Chhaapptteerr 99::
LLIIN
NEEA
ARRR
REEG
GRRE
ESSS
SIIO
ONN
CHAPTER REVIEW
9.1 Preamble
9.2 What is linear regression?
9.3 Linear regression for prediction
9.4 Linear regression analysis
9.5 Calculating relationship between two variables
9.6 Predicting English performance
9.1 PREAMBLE
This chapter discusses linear regression which is used to analyse statistically the relationship
between an independent and dependent variable. It is also used for prediction of a variable
based on what is known of another variable.
There are two key words; ‘linear’ and ‘regression’. When you think of ‘regression’ you are
thinking of ‘prediction’. A regression models the past relationship between variables to
predict their future behaviour. You are predicting the value of variable Y using the value of
variable X. To be able to predict the future value of Y, you need to have data showing the
relationship of variable X and variable Y. For example, to predict future performance in
university using an aptitude test, you need to have a set of data showing the relationship
between ‘Scores on the Aptitude Test’ and university ‘GPA’.
Figure 9.1 Graph showing a linear relationship between the time spent and the
acquisition of a skill
The other word is ‘linear’ which mean that relationship between the two variables should be
a ‘straight-line relationship’ or linear relationship.
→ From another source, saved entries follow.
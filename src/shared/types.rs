use serde::{Deserialize, Serialize};
use utoipa::ToSchema;

#[derive(Debug, Serialize, Deserialize, ToSchema)]
pub struct ApiResponse<T> {
    pub success: bool,
    pub data: Option<T>,
    pub message: Option<String>,
    pub meta: Option<Meta>,
    pub errors: Option<Vec<String>>,
    /// Stable error code such as "5006", set on failures only
    pub code: Option<String>,
}

#[derive(Debug, Serialize, Deserialize, ToSchema)]
pub struct Meta {
    /// Storage provider that served the request
    pub provider: String,
}

impl<T> ApiResponse<T> {
    pub fn success(data: Option<T>, message: Option<String>, meta: Option<Meta>) -> Self {
        Self {
            success: true,
            data,
            message,
            meta,
            errors: None,
            code: None,
        }
    }

    pub fn error(message: Option<String>, errors: Option<Vec<String>>) -> ApiResponse<()> {
        ApiResponse {
            success: false,
            data: None,
            message,
            meta: None,
            errors,
            code: None,
        }
    }

    pub fn with_code(mut self, code: impl Into<String>) -> Self {
        self.code = Some(code.into());
        self
    }
}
See Figure 9.1. which shows a ‘linear’
relationship between ‘time spent’ and ‘skill acquisition’. In other word, the more time a
person spends practicing a skill, the more competent is the person in that skill.
The opposite is a ‘non-linear relationship’ where the relationship between the two variables
is represented by a curved line.
Figure 9.2 Graph showing a non-linear relationship between performance and anxiety
See Figure 9.2 which shows a non-linear relationship between mathematics performance
and anxiety levels where the line is curved. Very low or non-existent anxiety levels will be
shown to be correlated with low test scores, then as the anxiety levels go up, so do the test
scores (a little bit of stress may increase the concentration levels), till we reach a point where
really high anxiety levels will be shown to be correlated with low test scores again (as very
high stress levels may impair concentration).
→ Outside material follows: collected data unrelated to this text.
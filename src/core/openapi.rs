use utoipa::openapi::security::{HttpAuthScheme, HttpBuilder, SecurityScheme};
use utoipa::{Modify, OpenApi};

use crate::features::files::errors::ErrorCode;
use crate::features::files::{dtos as files_dtos, handlers as files_handlers};
use crate::shared::types::{ApiResponse, Meta};

#[derive(OpenApi)]
#[openapi(
    paths(
        files_handlers::upload_file,
        files_handlers::upload_profile_image,
        files_handlers::get_file_url,
        files_handlers::get_file_signed_url,
        files_handlers::delete_file,
    ),
    components(
        schemas(
            ApiResponse<files_dtos::FileResponseDto>,
            ApiResponse<files_dtos::UploadedFileIdDto>,
            ApiResponse<files_dtos::FileUrlResponseDto>,
            ApiResponse<files_dtos::SignedUrlResponseDto>,
            ApiResponse<files_dtos::DeleteFileResponseDto>,
            Meta,
            ErrorCode,
            files_dtos::FileVisibilityDto,
            files_dtos::UploadFileDto,
            files_dtos::UploadProfileImageDto,
            files_dtos::FileResponseDto,
            files_dtos::UploadedFileIdDto,
            files_dtos::FileUrlResponseDto,
            files_dtos::SignedUrlResponseDto,
            files_dtos::DeleteFileResponseDto,
        )
    ),
    tags(
        (name = "files", description = "Image upload, URLs and access control"),
    ),
    modifiers(&SecurityAddon),
    info(
        title = "Filegate API",
        version = "0.1.0",
        description = "Image storage with per-file access control",
    )
)]
pub struct ApiDoc;

/// Adds Bearer JWT security scheme to OpenAPI spec
struct SecurityAddon;

impl Modify for SecurityAddon {
    fn modify(&self, openapi: &mut utoipa::openapi::OpenApi) {
        if let Some(components) = openapi.components.as_mut() {
            components.add_security_scheme(
                "bearer_auth",
                SecurityScheme::Http(
                    HttpBuilder::new()
                        .scheme(HttpAuthScheme::Bearer)
                        .bearer_format("JWT")
                        .build(),
                ),
            );
        }
    }
}

/// Modifier to override OpenAPI info from config
pub struct SwaggerInfoModifier {
    pub title: String,
    pub version: String,
    pub description: String,
}

impl Modify for SwaggerInfoModifier {
    fn modify(&self, openapi: &mut utoipa::openapi::OpenApi) {
        openapi.info.title = self.title.clone();
        openapi.info.version = self.version.clone();
        openapi.info.description = Some(self.description.clone());
    }
}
The main purpose of linear regression analysis is to assess associations between dependent
and independent variables. The most basic type of regression is that of simple linear
regression. A simple linear regression uses only one independent variable, and it describes
the relationship between the independent variable (hours spent practicing mathematics) and
dependent variable (score in a mathematics test) as a straight line.
When two or more independent variables are used, it is called a multiple regression. For
example ‘attitude towards English’ and ‘reading books in English’ as predictors towards
‘scores in English’. This chapter will focus on simple linear regression.
A simple linear regression models the past relationship between variables to predict their
future behaviour. For example you collect data on the relationship between ‘attitude towards
English’ and ‘scores obtained in an English test’. Based on this data, you can predict the
score a person obtains on an attitude towards English test, his or her score on an English test.
Businesses use regression to predict such things as future sales, stock prices, currency
exchange rates, and productivity gains resulting from a training program.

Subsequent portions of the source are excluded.